Here are the content of the files being enabled.

service_vpc.tf - This file will create the Service VPC and deploy Valtix Gateway inside the Service VPC

#############################################
# 2a. Service VPC
#############################################
resource "valtix_service_vpc" "service_vpc" {
  name               = "valtix-service-vpc"
  csp_account_name   = var.valtix_account_name
  region             = var.region
  cidr               = "10.10.0.0/24"
  management_cidr    = "10.10.1.0/24"
  availability_zones = [var.zone]
  depends_on = [valtix_cloud_account.gcp_demo]
}

###################################
# 2b. Gateway
###################################
resource "valtix_policy_rule_set" "egress_rule_set" {
  name = "egress-policy-ruleset"
}

resource "valtix_gateway" "gcp-gw1" {
  name                      = "gcp-gw"
  description               = "GCP gateway"
  csp_account_name          = var.valtix_account_name
  instance_type             = "GCP_E2_8"
  gateway_image             = "22.06-01"
  gateway_state             = "ACTIVE"
  security_type             = "EGRESS"
  policy_rule_set_id        = valtix_policy_rule_set.egress_rule_set.rule_set_id
  gcp_service_account_email = var.service_account_email
  region                    = var.region
  vpc_id                    = valtix_service_vpc.service_vpc.id
  mode                      = "HUB"
}

protect_vpc.tf - This creates VPC peering between spoke VPC and the Service VPC and makes route orchestration for spoke VPC traffic to be inspected by Valtix.

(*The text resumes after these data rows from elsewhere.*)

//! Per-field resolution through named resolvers.
//!
//! A schema node may name a resolver (`"resolver": "fullName"`). The resolver
//! selects its inputs from the current values, the field's path and the form
//! context, then derives a partial schema override and/or the field's value.
//! Outputs may be memoized by a [`FieldCache`]; results are identical with
//! [`NoCache`].

use std::cell::RefCell;
use std::collections::HashMap;

use serde_json::{Map, Value};
use tracing::debug;

use crate::error::ResolveError;
use crate::types::{get_value, schema_type, PathSegment};

/// Schema key naming the resolver of a field.
pub const RESOLVER_KEY: &str = "resolver";

/// Ambient inputs a resolver may select from.
#[derive(Debug, Clone, Copy)]
pub struct Selection<'a> {
    pub values: &'a Value,
    pub path: &'a [PathSegment],
    pub form_context: &'a Value,
}

/// A named per-field resolver.
pub trait FieldResolver {
    /// Pick the inputs the outputs depend on. Outputs are cached per selection.
    fn select(&self, selection: &Selection<'_>) -> Vec<Value>;

    /// Partial schema shallow-merged over the field's schema.
    fn schema(&self, _inputs: &[Value]) -> Option<Value> {
        None
    }

    /// Value for the field. `None` falls back to the data at the field's path.
    fn value(&self, _inputs: &[Value]) -> Option<Value> {
        None
    }
}

type SelectFn = Box<dyn Fn(&Selection<'_>) -> Vec<Value>>;
type OutputFn = Box<dyn Fn(&[Value]) -> Option<Value>>;

/// A resolver assembled from closures.
pub struct FnResolver {
    select: SelectFn,
    schema: Option<OutputFn>,
    value: Option<OutputFn>,
}

impl FnResolver {
    pub fn new(select: impl Fn(&Selection<'_>) -> Vec<Value> + 'static) -> Self {
        Self {
            select: Box::new(select),
            schema: None,
            value: None,
        }
    }

    pub fn with_schema(mut self, f: impl Fn(&[Value]) -> Option<Value> + 'static) -> Self {
        self.schema = Some(Box::new(f));
        self
    }

    pub fn with_value(mut self, f: impl Fn(&[Value]) -> Option<Value> + 'static) -> Self {
        self.value = Some(Box::new(f));
        self
    }
}

impl FieldResolver for FnResolver {
    fn select(&self, selection: &Selection<'_>) -> Vec<Value> {
        (self.select)(selection)
    }

    fn schema(&self, inputs: &[Value]) -> Option<Value> {
        self.schema.as_ref().and_then(|f| f(inputs))
    }

    fn value(&self, inputs: &[Value]) -> Option<Value> {
        self.value.as_ref().and_then(|f| f(inputs))
    }
}

/// Resolvers available to a form, by name.
#[derive(Default)]
pub struct ResolverRegistry {
    resolvers: HashMap<String, Box<dyn FieldResolver>>,
}

impl ResolverRegistry {
    pub fn new() -> Self {
        Self::default()
    }

    pub fn register(
        &mut self,
        name: impl Into<String>,
        resolver: impl FieldResolver + 'static,
    ) -> &mut Self {
        self.resolvers.insert(name.into(), Box::new(resolver));
        self
    }

    pub fn get(&self, name: &str) -> Option<&dyn FieldResolver> {
        self.resolvers.get(name).map(|r| r.as_ref())
    }

    pub fn is_empty(&self) -> bool {
        self.resolvers.is_empty()
    }
}

/// Memoization of resolver outputs, keyed by resolver, stage and selected inputs.
pub trait FieldCache {
    fn get(&self, key: &str) -> Option<Option<Value>>;
    fn put(&self, key: String, output: Option<Value>);
}

/// Cache that never stores anything.
#[derive(Debug, Clone, Copy, Default)]
pub struct NoCache;

impl FieldCache for NoCache {
    fn get(&self, _key: &str) -> Option<Option<Value>> {
        None
    }

    fn put(&self, _key: String, _output: Option<Value>) {}
}

/// In-memory cache for a single form instance.
#[derive(Debug, Default)]
pub struct MemoCache {
    entries: RefCell<HashMap<String, Option<Value>>>,
}

impl MemoCache {
    pub fn new() -> Self {
        Self::default()
    }

    pub fn len(&self) -> usize {
        self.entries.borrow().len()
    }

    pub fn is_empty(&self) -> bool {
        self.entries.borrow().is_empty()
    }

    pub fn clear(&self) {
        self.entries.borrow_mut().clear();
    }
}

impl FieldCache for MemoCache {
    fn get(&self, key: &str) -> Option<Option<Value>> {
        self.entries.borrow().get(key).cloned()
    }

    fn put(&self, key: String, output: Option<Value>) {
        self.entries.borrow_mut().insert(key, output);
    }
}

/// A field's effective schema and value.
#[derive(Debug, Clone, PartialEq)]
pub struct ResolvedField {
    pub schema: Value,
    pub value: Option<Value>,
}

/// Resolve the effective schema and value of the field at `path`.
///
/// Without a `resolver` key the schema is returned unchanged and the value
/// is the data at `path`. Object fields never carry a value; their children
/// resolve their own.
///
/// # Errors
///
/// Returns `ResolveError::UnknownFieldResolver` when the named resolver is
/// not registered.
pub fn resolve_field(
    schema: &Value,
    values: &Value,
    path: &[PathSegment],
    form_context: &Value,
    resolvers: &ResolverRegistry,
    cache: &dyn FieldCache,
) -> Result<ResolvedField, ResolveError> {
    let selection = Selection {
        values,
        path,
        form_context,
    };

    let mut resolved_schema = schema.clone();
    if let Some((name, resolver)) = lookup(schema, resolvers)? {
        let partial = run(cache, name, "schema", resolver, &selection, |r, inputs| {
            r.schema(inputs)
        });
        if let (Value::Object(target), Some(Value::Object(partial))) =
            (&mut resolved_schema, partial)
        {
            target.extend(partial);
        }
    }

    if schema_type(schema) == Some("object") {
        return Ok(ResolvedField {
            schema: resolved_schema,
            value: None,
        });
    }

    // The override may itself name a different resolver for the value.
    let value = match lookup(&resolved_schema, resolvers)? {
        Some((name, resolver)) => {
            run(cache, name, "value", resolver, &selection, |r, inputs| r.value(inputs))
        }
        None => None,
    };
    let value = value.or_else(|| get_value(path, Some(values)).cloned());

    Ok(ResolvedField {
        schema: resolved_schema,
        value,
    })
}

fn lookup<'s, 'r>(
    schema: &'s Value,
    resolvers: &'r ResolverRegistry,
) -> Result<Option<(&'s str, &'r dyn FieldResolver)>, ResolveError> {
    let Some(name) = schema.get(RESOLVER_KEY) else {
        return Ok(None);
    };
    let Some(name) = name.as_str() else {
        return Err(ResolveError::InvalidSchema {
            message: format!("\"{}\" must be a resolver name, got {}", RESOLVER_KEY, name),
        });
    };
    resolvers
        .get(name)
        .map(|resolver| Some((name, resolver)))
        .ok_or_else(|| ResolveError::UnknownFieldResolver {
            name: name.to_string(),
        })
}

fn run(
    cache: &dyn FieldCache,
    name: &str,
    stage: &str,
    resolver: &dyn FieldResolver,
    selection: &Selection<'_>,
    output: impl Fn(&dyn FieldResolver, &[Value]) -> Option<Value>,
) -> Option<Value> {
    let inputs = resolver.select(selection);
    let key = cache_key(name, stage, &inputs);
    if let Some(hit) = cache.get(&key) {
        return hit;
    }
    debug!(resolver = name, stage, "running field resolver");
    let result = output(resolver, &inputs);
    cache.put(key, result.clone());
    result
}

fn cache_key(name: &str, stage: &str, inputs: &[Value]) -> String {
    let mut key = Map::new();
    key.insert("resolver".into(), name.into());
    key.insert("stage".into(), stage.into());
    key.insert("inputs".into(), Value::Array(inputs.to_vec()));
    Value::Object(key).to_string()
}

###################################
# 2c. VPC Peering
###################################
data "google_compute_network" "spoke_network" {
  name = "valtix-demo-production-network"
}

# VPC Peering between Spoke VPC and Service VPC
resource "valtix_spoke_vpc" "valtix_spoke" {
  service_vpc_id = valtix_service_vpc.service_vpc.id
  spoke_vpc_id   = data.google_compute_network.spoke_network.id
  depends_on     = [valtix_gateway.gcp-gw1]
}

# Orchestrate route for Spoke VPC traffic to be inspected by Valtix
resource "google_compute_route" "production_to_valtix" {
  name         = "route-spoke-to-valtix"
  dest_range   = "0.0.0.0/0"
  network      = data.google_compute_network.spoke_network.name
  next_hop_ilb = valtix_gateway.gcp-gw1.gateway_endpoint
  priority     = 950
  depends_on   = [valtix_spoke_vpc.valtix_spoke]
}

Perform a terraform init.
Perform a terraform apply --auto-approve.
- This will create the Service VPC and deploy Valtix Gateway inside the Service VPC. After gateway deployment completes, VPC peering happens between spoke VPC and Service VPC. Routing table orchestration is also performed to route traffic through the Valtix Gateway for protection.

Verification¶

Navigate to Manage -> Gateways -> Service VPCs
Verify the Service VPC exist in the table. Check that the status is ACTIVE
Navigate to Manage -> Gateways -> Gateways.
Check the Gateway is shown in the table and that status is ACTIVE.